PROMPT: Go through the entries below and copy every line that holds the word "pathname".

++++++++++++++++++++

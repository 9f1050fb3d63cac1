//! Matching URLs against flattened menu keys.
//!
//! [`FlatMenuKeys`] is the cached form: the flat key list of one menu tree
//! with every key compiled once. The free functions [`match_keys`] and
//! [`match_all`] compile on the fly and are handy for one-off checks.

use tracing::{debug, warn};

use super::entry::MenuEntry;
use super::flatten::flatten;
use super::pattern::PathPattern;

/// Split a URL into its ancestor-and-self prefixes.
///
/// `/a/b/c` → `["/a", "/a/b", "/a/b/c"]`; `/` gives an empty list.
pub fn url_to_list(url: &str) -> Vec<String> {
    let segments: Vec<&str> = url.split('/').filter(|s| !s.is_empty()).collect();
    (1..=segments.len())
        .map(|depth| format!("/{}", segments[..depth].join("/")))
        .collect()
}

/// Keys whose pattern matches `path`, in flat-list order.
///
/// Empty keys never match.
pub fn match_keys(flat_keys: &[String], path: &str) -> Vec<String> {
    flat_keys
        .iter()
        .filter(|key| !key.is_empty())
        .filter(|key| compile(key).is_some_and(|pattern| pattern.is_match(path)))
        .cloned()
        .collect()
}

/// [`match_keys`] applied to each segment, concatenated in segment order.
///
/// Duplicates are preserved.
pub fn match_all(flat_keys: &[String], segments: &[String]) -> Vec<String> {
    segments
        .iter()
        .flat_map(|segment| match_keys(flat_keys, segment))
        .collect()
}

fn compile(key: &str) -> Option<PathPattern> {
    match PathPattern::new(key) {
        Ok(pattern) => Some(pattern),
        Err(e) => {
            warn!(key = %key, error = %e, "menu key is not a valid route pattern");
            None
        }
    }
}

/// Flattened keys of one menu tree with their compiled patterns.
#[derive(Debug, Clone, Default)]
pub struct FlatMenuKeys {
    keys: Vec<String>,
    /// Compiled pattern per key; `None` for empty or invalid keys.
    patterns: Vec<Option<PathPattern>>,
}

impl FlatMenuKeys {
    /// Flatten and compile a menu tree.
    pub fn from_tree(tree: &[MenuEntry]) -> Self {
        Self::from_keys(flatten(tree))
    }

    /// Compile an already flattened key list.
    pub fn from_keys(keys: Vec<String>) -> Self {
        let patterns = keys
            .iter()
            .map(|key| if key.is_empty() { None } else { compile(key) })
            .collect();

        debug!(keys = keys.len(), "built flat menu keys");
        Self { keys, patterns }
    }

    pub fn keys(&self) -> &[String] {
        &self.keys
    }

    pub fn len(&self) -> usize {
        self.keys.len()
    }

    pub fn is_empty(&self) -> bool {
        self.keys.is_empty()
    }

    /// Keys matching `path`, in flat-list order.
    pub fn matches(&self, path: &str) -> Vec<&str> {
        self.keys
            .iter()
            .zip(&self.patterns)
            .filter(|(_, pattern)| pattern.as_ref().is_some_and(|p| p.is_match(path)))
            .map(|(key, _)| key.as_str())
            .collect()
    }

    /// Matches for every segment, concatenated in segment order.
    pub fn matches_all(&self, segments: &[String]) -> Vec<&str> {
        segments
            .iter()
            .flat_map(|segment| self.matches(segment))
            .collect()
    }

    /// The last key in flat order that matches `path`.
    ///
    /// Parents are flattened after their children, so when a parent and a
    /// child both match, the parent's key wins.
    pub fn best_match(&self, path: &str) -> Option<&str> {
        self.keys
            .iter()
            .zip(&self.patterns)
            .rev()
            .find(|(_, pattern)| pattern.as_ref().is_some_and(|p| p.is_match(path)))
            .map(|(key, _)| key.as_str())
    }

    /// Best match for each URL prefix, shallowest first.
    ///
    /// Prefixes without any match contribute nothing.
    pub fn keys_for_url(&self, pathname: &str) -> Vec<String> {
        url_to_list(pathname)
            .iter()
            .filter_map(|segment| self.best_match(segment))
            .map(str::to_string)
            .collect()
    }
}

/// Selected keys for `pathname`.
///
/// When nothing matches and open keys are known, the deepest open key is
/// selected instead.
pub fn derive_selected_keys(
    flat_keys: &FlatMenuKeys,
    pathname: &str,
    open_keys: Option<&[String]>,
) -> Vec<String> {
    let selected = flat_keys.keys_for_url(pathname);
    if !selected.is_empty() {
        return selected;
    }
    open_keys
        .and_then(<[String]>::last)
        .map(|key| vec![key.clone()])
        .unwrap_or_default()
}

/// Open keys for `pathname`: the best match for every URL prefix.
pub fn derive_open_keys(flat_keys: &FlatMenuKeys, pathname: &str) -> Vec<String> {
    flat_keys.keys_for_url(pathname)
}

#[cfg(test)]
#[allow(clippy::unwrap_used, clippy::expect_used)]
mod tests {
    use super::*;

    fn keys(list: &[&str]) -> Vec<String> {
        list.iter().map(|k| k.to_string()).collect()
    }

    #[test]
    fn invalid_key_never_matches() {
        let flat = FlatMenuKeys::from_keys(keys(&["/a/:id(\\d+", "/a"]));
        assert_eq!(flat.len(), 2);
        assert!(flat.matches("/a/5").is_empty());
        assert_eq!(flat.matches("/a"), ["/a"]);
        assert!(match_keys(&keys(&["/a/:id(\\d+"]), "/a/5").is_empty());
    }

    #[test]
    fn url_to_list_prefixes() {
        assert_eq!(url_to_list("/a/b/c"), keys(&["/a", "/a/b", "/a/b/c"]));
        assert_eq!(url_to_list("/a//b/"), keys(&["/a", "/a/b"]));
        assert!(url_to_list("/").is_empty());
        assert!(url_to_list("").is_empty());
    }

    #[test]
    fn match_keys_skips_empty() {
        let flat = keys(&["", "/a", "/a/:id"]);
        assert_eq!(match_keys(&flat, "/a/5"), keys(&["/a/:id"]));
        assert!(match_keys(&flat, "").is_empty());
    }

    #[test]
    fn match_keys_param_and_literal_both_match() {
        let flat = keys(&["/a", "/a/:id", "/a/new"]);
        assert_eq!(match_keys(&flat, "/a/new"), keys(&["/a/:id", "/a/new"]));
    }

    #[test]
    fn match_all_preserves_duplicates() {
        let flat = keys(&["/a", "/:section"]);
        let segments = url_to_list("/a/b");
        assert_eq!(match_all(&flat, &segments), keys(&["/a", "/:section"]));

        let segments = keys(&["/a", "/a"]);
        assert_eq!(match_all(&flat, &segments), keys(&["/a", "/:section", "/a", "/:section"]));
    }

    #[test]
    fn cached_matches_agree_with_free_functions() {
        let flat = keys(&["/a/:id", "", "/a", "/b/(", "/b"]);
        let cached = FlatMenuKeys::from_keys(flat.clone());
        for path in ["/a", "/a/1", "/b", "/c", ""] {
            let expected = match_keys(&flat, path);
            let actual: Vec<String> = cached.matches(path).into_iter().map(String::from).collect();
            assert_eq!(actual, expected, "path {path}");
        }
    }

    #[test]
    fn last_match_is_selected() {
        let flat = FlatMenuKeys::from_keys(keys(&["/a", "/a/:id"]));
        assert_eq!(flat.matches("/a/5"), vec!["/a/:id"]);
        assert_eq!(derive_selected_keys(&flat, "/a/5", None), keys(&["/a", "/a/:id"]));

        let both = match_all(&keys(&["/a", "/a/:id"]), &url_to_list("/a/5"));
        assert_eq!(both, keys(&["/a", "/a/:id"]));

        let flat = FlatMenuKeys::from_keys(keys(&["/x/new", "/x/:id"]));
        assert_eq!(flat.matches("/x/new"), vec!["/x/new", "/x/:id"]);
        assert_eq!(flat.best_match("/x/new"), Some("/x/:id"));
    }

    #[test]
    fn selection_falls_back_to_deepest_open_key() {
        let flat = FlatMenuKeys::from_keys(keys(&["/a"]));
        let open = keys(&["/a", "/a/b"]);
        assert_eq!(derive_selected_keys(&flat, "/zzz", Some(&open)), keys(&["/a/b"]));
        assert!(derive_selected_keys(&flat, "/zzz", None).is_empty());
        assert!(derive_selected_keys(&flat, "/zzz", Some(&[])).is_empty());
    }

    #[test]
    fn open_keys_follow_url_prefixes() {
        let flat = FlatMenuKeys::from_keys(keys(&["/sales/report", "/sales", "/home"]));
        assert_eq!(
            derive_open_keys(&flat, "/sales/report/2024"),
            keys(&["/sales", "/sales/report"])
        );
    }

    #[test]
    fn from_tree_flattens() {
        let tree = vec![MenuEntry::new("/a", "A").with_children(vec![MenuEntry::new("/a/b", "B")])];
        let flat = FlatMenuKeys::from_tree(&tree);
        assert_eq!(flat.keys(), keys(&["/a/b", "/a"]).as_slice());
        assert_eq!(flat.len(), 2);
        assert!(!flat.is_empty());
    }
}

++++++++++++++++++++

TASK OUTPUT:
    pub fn keys_for_url(&self, pathname: &str) -> Vec<String> {
        url_to_list(pathname)
/// Selected keys for `pathname`.
    pathname: &str,
    let selected = flat_keys.keys_for_url(pathname);
/// Open keys for `pathname`: the best match for every URL prefix.
pub fn derive_open_keys(flat_keys: &FlatMenuKeys, pathname: &str) -> Vec<String> {
    flat_keys.keys_for_url(pathname)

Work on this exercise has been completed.